Why does a Turing-complete type system make type checking undecidable?

Last May, I wrote about an article by Radu Grigore that claimed that “all Java type checkers have bugs”, and what that claim might have meant. Later, Grigore expanded his original short article into a full-length paper that appeared at POPL 2017 a few weeks ago. The appearance of “Java Generics are Turing Complete” at POPL made me go back and reconsider what I wrote last May, given the new version of the paper. It turns out that the new version revises the sentence I quoted at the beginning of my May 2016 post from

For Java, Theorem 1 implies that there cannot exist a formally verified type checker: All Java type checkers have bugs.


For Java, Theorem 1 implies that a formally verified type checker that guarantees partial correctness cannot also guarantee termination.

So now we know, from the horse’s mouth, what “all Java type checkers have bugs” means, or at least what one person means when they say that. But that’s not really what this blog post is about; this post is about how when I looked back at what I had written last May, I made two embarrassing realizations. First, I realized that Radu Grigore and Grigore Rosu are not the same person. Second, although I had stated categorically in my post that a Turing-complete type system makes type checking undecidable, I was forced to confront the fact that I didn’t really know why that was the case.

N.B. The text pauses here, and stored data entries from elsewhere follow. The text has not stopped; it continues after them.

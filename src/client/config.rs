//! Client configuration types.

use std::time::Duration;

use bytes::Bytes;

use crate::packet::{Connect, LastWill};
use crate::v5::{Properties, Property};
use crate::Protocol;

/// Client configuration.
#[derive(Debug, Clone)]
pub struct ClientConfig {
    /// Remote broker address (host:port).
    pub address: String,
    /// Client identifier.
    pub client_id: String,
    pub protocol: Protocol,
    /// Keep-alive interval in seconds (0 = disabled).
    pub keep_alive: u16,
    /// Clean session (v3.1.1) or clean start (v5.0) flag.
    pub clean_session: bool,
    pub username: Option<String>,
    pub password: Option<Vec<u8>>,
    pub last_will: Option<LastWill>,
    /// CONNECT properties, only sent under v5.0.
    pub properties: Properties,
    /// Connection timeout, also bounds a blocked write.
    pub connect_timeout: Duration,
    /// How long an operation waits for the broker to answer.
    pub response_timeout: Duration,
    /// Maximum bytes taken from the transport per response.
    pub read_buffer_size: usize,
}

impl Default for ClientConfig {
    fn default() -> Self {
        Self {
            address: "localhost:1883".to_string(),
            client_id: String::new(),
            protocol: Protocol::default(),
            keep_alive: 60,
            clean_session: true,
            username: None,
            password: None,
            last_will: None,
            properties: Properties::new(),
            connect_timeout: Duration::from_secs(10),
            response_timeout: Duration::from_secs(5),
            read_buffer_size: 4096,
        }
    }
}

impl ClientConfig {
    /// Create a new config with the given address.
    pub fn new(address: impl Into<String>) -> Self {
        Self {
            address: address.into(),
            ..Default::default()
        }
    }

    /// Set the client ID.
    pub fn client_id(mut self, id: impl Into<String>) -> Self {
        self.client_id = id.into();
        self
    }

    pub fn protocol(mut self, protocol: Protocol) -> Self {
        self.protocol = protocol;
        self
    }

    /// Use MQTT 5.0 protocol.
    pub fn mqtt5(self) -> Self {
        self.protocol(Protocol::MqttV50)
    }

    /// Set keep-alive interval in seconds.
    pub fn keep_alive(mut self, seconds: u16) -> Self {
        self.keep_alive = seconds;
        self
    }

    pub fn clean_session(mut self, clean: bool) -> Self {
        self.clean_session = clean;
        self
    }

    /// Set username and password.
    pub fn credentials(
        mut self,
        username: impl Into<String>,
        password: impl Into<Vec<u8>>,
    ) -> Self {
        self.username = Some(username.into());
        self.password = Some(password.into());
        self
    }

    pub fn last_will(mut self, last_will: LastWill) -> Self {
        self.last_will = Some(last_will);
        self
    }

    /// Session Expiry Interval in seconds (v5.0).
    pub fn session_expiry(self, seconds: u32) -> Self {
        self.property(Property::SessionExpiryInterval(seconds))
    }

    /// Receive Maximum (v5.0).
    pub fn receive_max(self, value: u16) -> Self {
        self.property(Property::ReceiveMaximum(value))
    }

    /// Topic Alias Maximum (v5.0).
    pub fn topic_alias_max(self, value: u16) -> Self {
        self.property(Property::TopicAliasMaximum(value))
    }

    /// Append a CONNECT property, in call order.
    pub fn property(mut self, property: Property) -> Self {
        self.properties.push(property);
        self
    }

    /// Set connection timeout.
    pub fn connect_timeout(mut self, timeout: Duration) -> Self {
        self.connect_timeout = timeout;
        self
    }

    pub fn response_timeout(mut self, timeout: Duration) -> Self {
        self.response_timeout = timeout;
        self
    }

    pub fn read_buffer_size(mut self, size: usize) -> Self {
        self.read_buffer_size = size;
        self
    }

    /// The CONNECT body described by this config.
    pub fn to_connect(&self) -> Connect {
        let mut connect = Connect::new(&self.client_id, self.keep_alive);
        connect.clean_session = self.clean_session;
        connect.properties = self.properties.clone();
        connect.last_will = self.last_will.clone();
        connect.username = self.username.as_deref().map(Into::into);
        connect.password = self.password.clone().map(Bytes::from);
        connect
    }
}
use std::io;

use super::PacketType;
use crate::v5::Properties;
use crate::{write_string, write_u16, write_u8, Encodable, Error, Pid, Protocol, QoS, TopicFilter};

/// Retain handling of a v5.0 subscription.
#[repr(u8)]
#[derive(Debug, Clone, Copy, PartialEq, Eq, Hash, Default)]
pub enum RetainHandling {
    /// Send retained messages at the time of the subscribe.
    #[default]
    SendAtSubscribe = 0,
    /// Send retained messages only if the subscription does not exist yet.
    SendAtSubscribeIfNotExist = 1,
    DoNotSend = 2,
}

/// The options byte that follows each topic filter of a SUBSCRIBE.
///
/// ```text
///   7  6 |  5  4  |   3   |    2     |  1  0
///  rsvd  | retain | RAP   | no local | max QoS
/// ```
///
/// Only the maximum QoS exists in v3.1.1.
#[derive(Debug, Clone, Copy, PartialEq, Eq, Hash, Default)]
pub struct SubscriptionOptions {
    pub max_qos: QoS,
    pub no_local: bool,
    pub retain_as_published: bool,
    pub retain_handling: RetainHandling,
}

impl SubscriptionOptions {
    pub fn new(max_qos: QoS) -> Self {
        SubscriptionOptions {
            max_qos,
            ..Default::default()
        }
    }

    /// Whether any option beyond the maximum QoS is set.
    pub fn has_v5_options(&self) -> bool {
        self.no_local
            || self.retain_as_published
            || self.retain_handling != RetainHandling::default()
    }

    pub fn to_u8(self) -> u8 {
        let mut byte = self.max_qos as u8;
        if self.no_local {
            byte |= 0b0000_0100;
        }
        if self.retain_as_published {
            byte |= 0b0000_1000;
        }
        byte |= (self.retain_handling as u8) << 4;
        byte
    }
}

impl From<QoS> for SubscriptionOptions {
    fn from(max_qos: QoS) -> Self {
        SubscriptionOptions::new(max_qos)
    }
}

/// Subscribe packet body type.
#[derive(Debug, Clone, PartialEq, Eq)]
pub struct Subscribe {
    pub pid: Pid,
    pub topics: Vec<(TopicFilter, SubscriptionOptions)>,
    pub properties: Properties,
}

impl Subscribe {
    pub fn new(pid: Pid, topics: Vec<(TopicFilter, SubscriptionOptions)>) -> Self {
        Subscribe {
            pid,
            topics,
            properties: Properties::new(),
        }
    }
}

impl Encodable for Subscribe {
    fn encode<W: io::Write>(&self, writer: &mut W, protocol: Protocol) -> Result<(), Error> {
        if self.topics.is_empty() {
            return Err(Error::EmptySubscription);
        }
        if !protocol.has_properties() && self.topics.iter().any(|(_, opts)| opts.has_v5_options())
        {
            return Err(Error::InvalidSubscribeOptions(protocol));
        }
        self.properties.validate(PacketType::Subscribe, protocol)?;

        write_u16(writer, self.pid.value())?;
        self.properties.encode(writer, protocol)?;
        for (topic_filter, options) in &self.topics {
            write_string(writer, topic_filter)?;
            write_u8(writer, options.to_u8())?;
        }
        Ok(())
    }

    fn encode_len(&self, protocol: Protocol) -> usize {
        2 + self.properties.encode_len(protocol)
            + self
                .topics
                .iter()
                .map(|(filter, _)| 3 + filter.len())
                .sum::<usize>()
    }
}

/// Unsubscribe packet body type.
#[derive(Debug, Clone, PartialEq, Eq)]
pub struct Unsubscribe {
    pub pid: Pid,
    pub topics: Vec<TopicFilter>,
    pub properties: Properties,
}

impl Unsubscribe {
    pub fn new(pid: Pid, topics: Vec<TopicFilter>) -> Self {
        Unsubscribe {
            pid,
            topics,
            properties: Properties::new(),
        }
    }
}

impl Encodable for Unsubscribe {
    fn encode<W: io::Write>(&self, writer: &mut W, protocol: Protocol) -> Result<(), Error> {
        if self.topics.is_empty() {
            return Err(Error::EmptySubscription);
        }
        self.properties.validate(PacketType::Unsubscribe, protocol)?;

        write_u16(writer, self.pid.value())?;
        self.properties.encode(writer, protocol)?;
        for topic_filter in &self.topics {
            write_string(writer, topic_filter)?;
        }
        Ok(())
    }

    fn encode_len(&self, protocol: Protocol) -> usize {
        2 + self.properties.encode_len(protocol)
            + self
                .topics
                .iter()
                .map(|filter| 2 + filter.len())
                .sum::<usize>()
    }
}
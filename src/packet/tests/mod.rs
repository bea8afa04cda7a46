mod decoder;
mod encoder;
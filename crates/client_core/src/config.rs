use std::{
    fs, io,
    path::{Path, PathBuf},
};

use anyhow::Context;
use serde::Deserialize;
use shared::domain::{default_variable_defs, VariableDef, DEFAULT_ANGLE_VARIABLES};

use crate::{error::RegistryError, registry::VariableRegistry, transport::validate_ws_url};

pub const DEFAULT_CONFIG_PATH: &str = "panel.toml";
pub const DEFAULT_SERVER_URL: &str = "ws://127.0.0.1:8765/ws";

#[derive(Debug, Clone, PartialEq)]
pub struct PanelSettings {
    pub server_url: String,
    pub angle_variables: Vec<String>,
    pub variables: Vec<VariableDef>,
}

impl Default for PanelSettings {
    fn default() -> Self {
        Self {
            server_url: DEFAULT_SERVER_URL.into(),
            angle_variables: DEFAULT_ANGLE_VARIABLES.iter().map(|s| s.to_string()).collect(),
            variables: default_variable_defs(),
        }
    }
}

impl PanelSettings {
    pub fn build_registry(&self) -> Result<VariableRegistry, RegistryError> {
        VariableRegistry::from_defs(
            &self.variables,
            self.angle_variables.iter().map(String::as_str),
        )
    }

    fn apply_file(&mut self, file: FileSettings) {
        if let Some(v) = file.server_url {
            self.server_url = v;
        }
        if let Some(v) = file.angle_variables {
            self.angle_variables = v;
        }
        if let Some(v) = file.variables {
            self.variables = v;
        }
    }
}

#[derive(Debug, Default, Deserialize)]
#[serde(deny_unknown_fields)]
struct FileSettings {
    server_url: Option<String>,
    angle_variables: Option<Vec<String>>,
    variables: Option<Vec<VariableDef>>,
}

/// Built-in defaults, overlaid by the TOML file, overlaid by the environment.
///
/// Without an explicit `path`, `panel.toml` in the working directory is read
/// if it exists. An explicit path must exist.
pub fn load_settings(path: Option<&Path>) -> anyhow::Result<PanelSettings> {
    let mut settings = PanelSettings::default();

    let (path, required) = match path {
        Some(path) => (path.to_path_buf(), true),
        None => (PathBuf::from(DEFAULT_CONFIG_PATH), false),
    };
    match fs::read_to_string(&path) {
        Ok(raw) => {
            let file = parse_settings_file(&raw)
                .with_context(|| format!("invalid config file '{}'", path.display()))?;
            settings.apply_file(file);
        }
        Err(err) if !required && err.kind() == io::ErrorKind::NotFound => {}
        Err(err) => {
            return Err(err)
                .with_context(|| format!("failed to read config file '{}'", path.display()))
        }
    }

    apply_env_overrides(&mut settings, |key| std::env::var(key).ok());

    validate_ws_url(&settings.server_url).context("invalid server url")?;
    Ok(settings)
}

fn parse_settings_file(raw: &str) -> anyhow::Result<FileSettings> {
    Ok(toml::from_str(raw)?)
}

fn apply_env_overrides(settings: &mut PanelSettings, lookup: impl Fn(&str) -> Option<String>) {
    if let Some(v) = lookup("PANEL_SERVER_URL") {
        settings.server_url = v;
    }
    if let Some(v) = lookup("APP__SERVER_URL") {
        settings.server_url = v;
    }
}

#[cfg(test)]
#[path = "tests/config_tests.rs"]
mod tests;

Why does having a Turing-complete type system make type checking undecidable? My original, fuzzy line of reasoning had gone something like this: If a type system is Turing-complete, that means you can write arbitrary programs within types. Therefore, type checking is more or less interpretation of a Turing-complete language, and we all know that interpreters of Turing-complete languages don’t necessarily halt — and so type checking is undecidable. This line of reasoning doesn’t hold up, though, because the type checker wouldn’t necessarily need to run all the computations encoded in types.

After I’d flailed around for some time and complained about my confusion to a bunch of people, my friend Kamal Marhubi finally offered an explanation that made sense to me, which I’ll try to reconstruct here. First of all, since we’re in a setting where the language of types in language X is Turing-complete, we can write a language-X program like this (positing some syntax):

let x: (if terminates(TM) then unit else bool) = unit;

Here, (if terminates(TM) then unit else bool) is a type annotation on x, and TM is some representation of a Turing machine. If TM terminates, then our program is well-typed; if not, then the program is ill-typed. (We’re also making a few assumptions here, such as the fact that we have bool and unit as base types. This is without loss of generality, because if we have a Turing-complete type system, surely we can encode two different types that the type checker can distinguish between.)

Maybe you see where this is going, but let’s spell it out. We want to show that type-checking language X is undecidable. We’ll start by assuming that type-checking language X is decidable, and then show that that leads to a contradiction.

If type-checking language X is decidable, that means that you can write a predicate is_well_typed that takes a program in language X as its argument and returns True or False. And if you can do that, then you could write a program to check whether an arbitrary Turing machine terminates. It would look something like this (in pseudo-Python):

def halts(TM):
    # some_representation(TM) is the type "if terminates(TM) then unit else bool"
    type = some_representation(TM)
    program = "let x: (%s) = unit;" % type
    return is_well_typed(program)

So we have a decision procedure for whether an arbitrary Turing machine halts. But we know that that’s impossible, because of the halting problem — and so our assumption that type-checking is decidable must be incorrect!

In retrospect, Kamal’s explanation is simple. I think the main reason I spent so much time flailing around is that I got hung up for a while on something someone had suggested to me about how a Turing machine needs to produce output, and that therefore a Turing machine encoded in a type would need to produce its output as the output of the type checker, because there wouldn’t be any other place for that output to go.

The question of whether a Turing machine’s output needs to be observable somewhere is interesting, but I don’t buy that the output of a Turing machine encoded in a type would have to be somehow reflected in the result of type checking. I think it depends whether the type checker is actually a part of the model of computation that we’re saying is Turing-complete. If we’re talking about, say, a little lambda calculus embedded in the types of language X — something that is Turing-complete regardless of the presence or absence of any type checker for language X — then there’s no particular reason why such a type checker would have to cough up any information at all about the result of evaluating expressions written in that little lambda calculus. So, I like Kamal’s explanation because it avoids any silliness with the type checker having to be part of the Turing-complete model of computation.